What the Omnicom-IPG deal means for workers across the global ad industry
Omnicom CEO John Wren and IPG Philippe Krakowsky announced on Monday the merger of their companies. Wren will continue to lead the new, larger Omnicom.
A coming mega-merger is set to make waves across the advertising world, especially among the millions of people employed by ad agencies globally.
On Monday, Omnicom announced a $13 billion agreement to acquire fellow US advertising agency business Interpublic Group. The deal would create the world’s largest advertising agency holding company.
Industry insiders shared their thoughts with B-17 on how the merger could impact individual workers at Omnicom and IPG, as well as in the industry at large. They said ad industry workers should expect disruption like job cuts and opportunistic rivals swooping in for concerned clients as the new Omnicom takes shape.
Prepare for job cuts
As with many horizontal mergers, job cuts seem inevitable.
Omnicom said Monday the transaction would “generate $750 million in annual cost synergies” as it consolidates its operations with IPG.
Steve Boehler, the founder of marketing and management consulting company Mercer Island Group, predicted in a LinkedIn post that “thousands” of people would lose their jobs.
Job security in the ad agency world has been increasingly hard to come by. Agencies often lay off entire teams when they lose a major client. US advertising, PR, and related services employment fell by 300 jobs to 522,900 in November, despite overall US employment rebounding, according to the Bureau of Labor Statistics.
AI could also negatively impact the advertising job market. The research firm Forrester said last year that the rise of automation could lead to the loss of 32,000 jobs within ad agencies by 2030, about 7.5% of the total worldwide agency workforce.
Expect short-term merger turbulence and questions from clients
Merging two companies with 100,000 people, dozens of different agency brands, and hundreds of offices across the globe will not be a simple task.
“It’s a massive integration risk,” said Martin Sorrell, the executive chair of rival agency S4 Capital, who led WPP for more than 30 years. Sorrell has been an active acquirer of businesses throughout his career.
The companies could also dispose of assets. IPG announced recently that it would sell its digital ad agency Huge to a private equity firm and had said earlier this year it was also looking to offload R/GA, the agency famed for its work for Nike. IPG said the companies would continue to act independently until the deal closes and that during that time they would continue advancing strategic plans that had previously been announced.
Some clients will also have questions, particularly if the combination means their agency is working for one of their direct rivals.

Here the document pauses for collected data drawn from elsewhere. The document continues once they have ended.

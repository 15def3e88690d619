//! Quiver Serve - metadata generation endpoint for Quiver prompts.
//!
//! This binary starts the HTTP server that turns a CustomGPT link and its
//! prompt text into a title, description and tags.

use axum::http::Request;
use clap::Parser;
use tower_http::trace::TraceLayer;
use tracing::Level;
use tracing_subscriber::layer::SubscriberExt;
use tracing_subscriber::util::SubscriberInitExt;
use tracing_subscriber::EnvFilter;

use quiver_serve::{router, AppState, Config};

/// Quiver metadata server.
#[derive(Parser, Debug)]
#[command(name = "quiver-serve")]
#[command(about = "HTTP endpoint that generates metadata for Quiver prompts", long_about = None)]
struct Args {
    /// Path to .env file (optional).
    #[arg(long, env = "DOTENV_PATH", default_value = ".env")]
    dotenv: String,

    /// Validate configuration and the completion credential, then exit.
    #[arg(long)]
    check: bool,
}

#[tokio::main]
async fn main() -> anyhow::Result<()> {
    let args = Args::parse();

    // Load .env file if it exists
    if std::path::Path::new(&args.dotenv).exists() {
        dotenvy::from_path(&args.dotenv)?;
        eprintln!("Loaded environment from {}", args.dotenv);
    }

    tracing_subscriber::registry()
        .with(EnvFilter::try_from_default_env().unwrap_or_else(|_| "info".into()))
        .with(tracing_subscriber::fmt::layer())
        .init();

    let config = Config::from_env()?;
    let bind_addr = config.bind_addr.clone();

    let state = AppState::new(config);

    if args.check {
        return match &state.generator {
            Ok(_) => {
                tracing::info!("configuration ok");
                Ok(())
            }
            Err(err) => Err(anyhow::anyhow!(err.clone())),
        };
    }

    let app = router(state).layer(TraceLayer::new_for_http().make_span_with(
        |request: &Request<_>| {
            tracing::span!(
                Level::INFO,
                "http_request",
                method = %request.method(),
                path = %request.uri().path(),
            )
        },
    ));

    let listener = tokio::net::TcpListener::bind(&bind_addr).await?;
    tracing::info!(addr = %bind_addr, "starting server");

    axum::serve(listener, app)
        .with_graceful_shutdown(shutdown_signal())
        .await?;

    tracing::info!("server stopped");
    Ok(())
}

async fn shutdown_signal() {
    let ctrl_c = async {
        if let Err(e) = tokio::signal::ctrl_c().await {
            tracing::warn!(error = %e, "failed to listen for ctrl-c");
            std::future::pending::<()>().await;
        }
    };

    #[cfg(unix)]
    let terminate = async {
        match tokio::signal::unix::signal(tokio::signal::unix::SignalKind::terminate()) {
            Ok(mut signal) => {
                signal.recv().await;
            }
            Err(e) => {
                tracing::warn!(error = %e, "failed to listen for SIGTERM");
                std::future::pending::<()>().await;
            }
        }
    };

    #[cfg(not(unix))]
    let terminate = std::future::pending::<()>();

    tokio::select! {
        _ = ctrl_c => {},
        _ = terminate => {},
    }

    tracing::info!("shutdown signal received");
}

On a call with analysts on Monday, Omnicom CEO John Wren downplayed the threat of client conflicts.
“Are there clients that we have to sit in the coming weeks and months and assure them that we still love them quite as much as we did prior to this morning? Yes.” Wren said. “But clients are what drive us every morning when we wake up.”
Egos will be bruised
A proposed merger between Omnicom and Publicis Groupe memorably failed in 2014 after the two companies couldn’t agree on which executives should hold key positions, such as the CEO role.
John Wren and Publicis CEO Maurice Levy couldn’t find a way to combine their companies that both sides agreed on. The proposed Omnicom-Publicis deal fell apart in 2014.
While the Omnicom-IPG deal appears more straightforward, there will be some humbling as the company looks to reduce duplicative roles and some execs are looked over for the top roles.
On Monday’s call, Wren said he wasn’t worried about senior people looking to change their careers as a result of the merger.
If you’re in one of these roles, you are in demand
Omnicom and IPG executives on Monday talked up the potential for combining their technology platforms, the use of data and analytics, and disciplines like media trading and customer-relationship management.
“Superstar creators and creatives will also be in demand, as well as good strategists, in all disciplines,” said Simon Francis, CEO of marketing consultancy Flock Associates. “But, lots of other roles will become diminished.”
Jay Wilson, VP and analyst for the research company Gartner, said job candidates looking to strengthen their résumés should consider that high-performing brands are looking for strong performers in areas like business strategy, strategic thinking, and data analysis.
“Advertising and marketing workers certainly need to upskill on Gen-AI skills as well,” Wilson said.
Smaller independent agencies could benefit
As Omnicom and IPG work through the merger, there will be opportunities for rival agencies to pounce.
“Competitors will decide to target you and go through all your clients and your best staff, it’s inevitable,” a former Publicis Groupe exec said Monday. They spoke on the condition of anonymity to protect career prospects. Their identity is known to B-17.
Nimble independent agencies that aren’t encumbered with legacy businesses could offer good career opportunities for people who don’t want to deal with the complexity of a giant network.
“Certain people will make life or business-style decisions to say, ‘God, I don’t want to be in this oil tanker and I’d rather jump into a speed boat,'” said a former WPP veteran, who asked not to be named in order to protect their business relationships. Their identity is known to B-17.
With fewer big holding companies to choose between, consolidation could drive up prices for clients, which could also present more opportunities for smaller rivals to undercut the incumbents on fees, the WPP veteran added.